How about the Liberals? It would be foolish to argue that most LibDems (especially the SDP element) would not support progressive taxation; nevertheless the Liberal Party (as the successor of the Whigs) has always been more interested in ‘progressive politics’ in the second, normative, sense. In this domain social Conservatism has always been more in line with the views of most working people. After all the Labour Party has always been more Methodist than Marxist.
Labour voters have only tolerated progressive politics (in the second sense) in so far as the party also implemented a policy of progressive taxation. One of the achievements of the Blair-Brown administrations has been to gerrymander a progressive coalition (in the first sense) by blurring the boundaries of the tax and benefits system to the extent that most voters are now recipients of tax’n’benefits (alongside schools’n’hospitals). The other form of gerrymandering has been to extend the reach of the state to the extent that in some parts of the country most people work (directly or indirectly) for the government. This brought rich rewards to the Labour Party in the election.

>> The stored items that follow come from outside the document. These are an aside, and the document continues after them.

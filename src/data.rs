//! Data
//!
//! Ingestion of trip records from CSV into a column store keyed by feature
//! name, plus the row filters applied before the window split.
use crate::config::ClipRule;
use crate::drift::FeatureSource;
use crate::errors::DriftError;
use chrono::{NaiveDate, NaiveDateTime};
use hashbrown::HashMap;
use log::{debug, info, warn};
use std::collections::BTreeMap;
use std::fs::File;
use std::io::{BufReader, Read};
use std::path::{Path, PathBuf};

/// Time-stamped trip records with one numeric column per feature.
///
/// All columns have the same length as `timestamps`.
#[derive(Debug, Clone, Default, PartialEq)]
pub struct TripTable {
    pub timestamps: Vec<NaiveDateTime>,
    pub columns: HashMap<String, Vec<f64>>,
}

impl FeatureSource for TripTable {
    fn feature(&self, name: &str) -> Option<&[f64]> {
        self.column(name)
    }
}

impl TripTable {
    /// Build a table from parts, checking that every column matches the timestamps.
    pub fn new(timestamps: Vec<NaiveDateTime>, columns: HashMap<String, Vec<f64>>) -> Result<Self, DriftError> {
        if let Some((name, col)) = columns.iter().find(|(_, c)| c.len() != timestamps.len()) {
            return Err(DriftError::InvalidInput(format!(
                "column {} has {} values for {} timestamps",
                name,
                col.len(),
                timestamps.len()
            )));
        }
        Ok(TripTable { timestamps, columns })
    }

    pub fn len(&self) -> usize {
        self.timestamps.len()
    }

    pub fn is_empty(&self) -> bool {
        self.timestamps.is_empty()
    }

    /// Values of a column, or `None` if it was not loaded.
    pub fn column(&self, name: &str) -> Option<&[f64]> {
        self.columns.get(name).map(|c| c.as_slice())
    }

    /// Read trip records from a CSV file.
    ///
    /// * `path` - CSV file with a header row.
    /// * `date_column` - Name of the timestamp column.
    /// * `date_format` - `chrono` format of the timestamps.
    /// * `columns` - Numeric columns to load.
    /// * `max_rows` - Read at most this many records.
    pub fn from_csv<P: AsRef<Path>>(
        path: P,
        date_column: &str,
        date_format: &str,
        columns: &[String],
        max_rows: Option<usize>,
    ) -> Result<Self, DriftError> {
        let path = path.as_ref();
        let file = File::open(path).map_err(|e| DriftError::UnableToRead(format!("{}: {}", path.display(), e)))?;
        Self::from_reader(BufReader::new(file), date_column, date_format, columns, max_rows)
    }

    /// Same as [`TripTable::from_csv`] for any reader.
    ///
    /// Records with an unparseable timestamp or a missing, non-numeric or
    /// non-finite value in one of the requested columns are dropped.
    pub fn from_reader<R: Read>(
        reader: R,
        date_column: &str,
        date_format: &str,
        columns: &[String],
        max_rows: Option<usize>,
    ) -> Result<Self, DriftError> {
        let mut csv_reader = csv::ReaderBuilder::new().has_headers(true).from_reader(reader);
        let headers = csv_reader
            .headers()
            .map_err(|e| DriftError::UnableToRead(e.to_string()))?
            .clone();
        let header_index: HashMap<&str, usize> = headers.iter().enumerate().map(|(i, h)| (h.trim(), i)).collect();

        let find = |name: &str| -> Result<usize, DriftError> {
            header_index
                .get(name)
                .copied()
                .ok_or_else(|| DriftError::MissingColumn(name.to_string()))
        };
        let date_index = find(date_column)?;
        let column_indices: Vec<(String, usize)> = columns
            .iter()
            .map(|c| find(c).map(|i| (c.clone(), i)))
            .collect::<Result<_, _>>()?;

        let mut timestamps = Vec::new();
        let mut values: Vec<Vec<f64>> = vec![Vec::new(); column_indices.len()];
        let mut row = Vec::with_capacity(column_indices.len());
        let (mut read, mut dropped) = (0, 0);

        for result in csv_reader.records() {
            if max_rows.is_some_and(|m| read >= m) {
                break;
            }
            let record = result.map_err(|e| DriftError::UnableToRead(e.to_string()))?;
            read += 1;

            let ts = match record.get(date_index).map(|s| NaiveDateTime::parse_from_str(s.trim(), date_format)) {
                Some(Ok(ts)) => ts,
                _ => {
                    dropped += 1;
                    continue;
                }
            };
            row.clear();
            for (_, idx) in &column_indices {
                match record.get(*idx).and_then(|s| s.trim().parse::<f64>().ok()) {
                    Some(v) if v.is_finite() => row.push(v),
                    _ => break,
                }
            }
            if row.len() != column_indices.len() {
                dropped += 1;
                continue;
            }
            timestamps.push(ts);
            for (col, &v) in values.iter_mut().zip(row.iter()) {
                col.push(v);
            }
        }

        if dropped > 0 {
            warn!("Dropped {} of {} records with missing or invalid values.", dropped, read);
        }
        debug!("Read {} records, kept {}.", read, timestamps.len());

        let columns = column_indices.into_iter().map(|(name, _)| name).zip(values).collect();
        Ok(TripTable { timestamps, columns })
    }

    /// New table holding the rows at `indices`, in that order.
    pub fn select(&self, indices: &[usize]) -> TripTable {
        let timestamps = indices.iter().map(|&i| self.timestamps[i]).collect();
        let columns = self
            .columns
            .iter()
            .map(|(name, col)| (name.clone(), indices.iter().map(|&i| col[i]).collect()))
            .collect();
        TripTable { timestamps, columns }
    }

    /// New table holding the rows for which `keep` returns true.
    pub fn filter_rows<F: Fn(usize) -> bool>(&self, keep: F) -> TripTable {
        let indices: Vec<usize> = (0..self.len()).filter(|&i| keep(i)).collect();
        self.select(&indices)
    }

    /// Sort rows by timestamp, keeping the file order of equal timestamps.
    pub fn sort_by_time(&self) -> TripTable {
        let mut indices: Vec<usize> = (0..self.len()).collect();
        indices.sort_by_key(|&i| self.timestamps[i]);
        self.select(&indices)
    }

    /// Drop rows whose value is not strictly below the rule's bound, for every rule.
    pub fn apply_clip_rules(&self, rules: &[ClipRule]) -> Result<TripTable, DriftError> {
        let mut bounded: Vec<(&[f64], f64)> = Vec::with_capacity(rules.len());
        for rule in rules {
            let col = self
                .column(&rule.column)
                .ok_or_else(|| DriftError::MissingColumn(rule.column.clone()))?;
            bounded.push((col, rule.upper_bound));
        }
        let table = self.filter_rows(|i| bounded.iter().all(|(col, bound)| col[i] < *bound));
        if table.len() < self.len() {
            info!("Clipping removed {} of {} rows.", self.len() - table.len(), self.len());
        }
        Ok(table)
    }

    /// Mean of a column per calendar day, in date order.
    pub fn daily_means(&self, name: &str) -> Option<Vec<(NaiveDate, f64)>> {
        let col = self.column(name)?;
        let mut days: BTreeMap<NaiveDate, (f64, usize)> = BTreeMap::new();
        for (ts, &v) in self.timestamps.iter().zip(col.iter()) {
            let entry = days.entry(ts.date()).or_insert((0.0, 0));
            entry.0 += v;
            entry.1 += 1;
        }
        Some(days.into_iter().map(|(d, (s, n))| (d, s / n as f64)).collect())
    }
}

/// First existing path among `primary` and `fallbacks`.
pub fn resolve_data_path(primary: &Path, fallbacks: &[PathBuf]) -> Result<PathBuf, DriftError> {
    if primary.exists() {
        return Ok(primary.to_path_buf());
    }
    warn!("Data file not found at {}.", primary.display());
    for fallback in fallbacks {
        if fallback.exists() {
            info!("Found data at fallback path {}.", fallback.display());
            return Ok(fallback.clone());
        }
    }
    Err(DriftError::DataNotFound(primary.display().to_string()))
}

/// Kind of values found in a CSV column.
#[derive(Debug, Clone, Copy, PartialEq, Eq)]
pub enum ColumnKind {
    Integer,
    Float,
    DateTime,
    Text,
    Empty,
}

#[derive(Debug, Clone, PartialEq)]
pub struct ColumnDiagnostic {
    pub name: String,
    pub kind: ColumnKind,
    pub non_empty: usize,
}

/// What a quick look at the head of a data file revealed.
#[derive(Debug, Clone, PartialEq)]
pub struct Diagnosis {
    pub rows_read: usize,
    pub columns: Vec<ColumnDiagnostic>,
    /// Number of parsed timestamps, or why the date column is unusable.
    pub date_column: Result<usize, String>,
    /// First few parsed dates of the date column.
    pub sample_dates: Vec<NaiveDate>,
}

fn infer_kind(values: &[String], date_format: &str) -> ColumnKind {
    let present: Vec<&str> = values.iter().map(|s| s.trim()).filter(|s| !s.is_empty()).collect();
    if present.is_empty() {
        ColumnKind::Empty
    } else if present.iter().all(|s| s.parse::<i64>().is_ok()) {
        ColumnKind::Integer
    } else if present.iter().all(|s| s.parse::<f64>().is_ok()) {
        ColumnKind::Float
    } else if present
        .iter()
        .all(|s| NaiveDateTime::parse_from_str(s, date_format).is_ok())
    {
        ColumnKind::DateTime
    } else {
        ColumnKind::Text
    }
}

/// Inspect the first `rows` records of a CSV: header, column kinds, and
/// whether the date column parses with `date_format`.
pub fn diagnose<R: Read>(reader: R, date_column: &str, date_format: &str, rows: usize) -> Result<Diagnosis, DriftError> {
    let mut csv_reader = csv::ReaderBuilder::new().has_headers(true).flexible(true).from_reader(reader);
    let headers = csv_reader
        .headers()
        .map_err(|e| DriftError::UnableToRead(e.to_string()))?
        .clone();
    let mut raw: Vec<Vec<String>> = vec![Vec::new(); headers.len()];
    let mut rows_read = 0;
    for result in csv_reader.records().take(rows) {
        let record = result.map_err(|e| DriftError::UnableToRead(e.to_string()))?;
        for (i, col) in raw.iter_mut().enumerate() {
            col.push(record.get(i).unwrap_or("").to_string());
        }
        rows_read += 1;
    }

    let columns = headers
        .iter()
        .zip(raw.iter())
        .map(|(name, values)| ColumnDiagnostic {
            name: name.trim().to_string(),
            kind: infer_kind(values, date_format),
            non_empty: values.iter().filter(|v| !v.trim().is_empty()).count(),
        })
        .collect();

    let mut sample_dates = Vec::new();
    let date_column_state = match headers.iter().position(|h| h.trim() == date_column) {
        None => Err(format!("column {} not in header", date_column)),
        Some(idx) => {
            let mut parsed = 0;
            let mut first_error = None;
            for v in &raw[idx] {
                match NaiveDateTime::parse_from_str(v.trim(), date_format) {
                    Ok(ts) => {
                        parsed += 1;
                        if sample_dates.len() < 5 {
                            sample_dates.push(ts.date());
                        }
                    }
                    Err(e) => {
                        if first_error.is_none() {
                            first_error = Some(format!("{:?}: {}", v, e));
                        }
                    }
                }
            }
            match first_error {
                Some(e) if parsed == 0 => Err(e),
                _ => Ok(parsed),
            }
        }
    };

    Ok(Diagnosis {
        rows_read,
        columns,
        date_column: date_column_state,
        sample_dates,
    })
}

So in this limited sense there can now be said to be a ‘progressive’ majority, but we should be clear that this merely indicates that voters will always privilege their own (economic) interests. The assumption has been that we are all net beneficiaries of the tax’n’benefits system, nobody pointing out the borrowing splurge that underwrote the largesse of the state. Perhaps when voters realize the annual bill per household on the interest payments alone is pushing £3,000 the support for ‘progressive’ politics in senses one and two will evaporate. It’s then likely that the third (Darwinian) notion of progress will triumph in the field of political economy as it has in every other applied science. And ‘progressives’ won’t like that at all.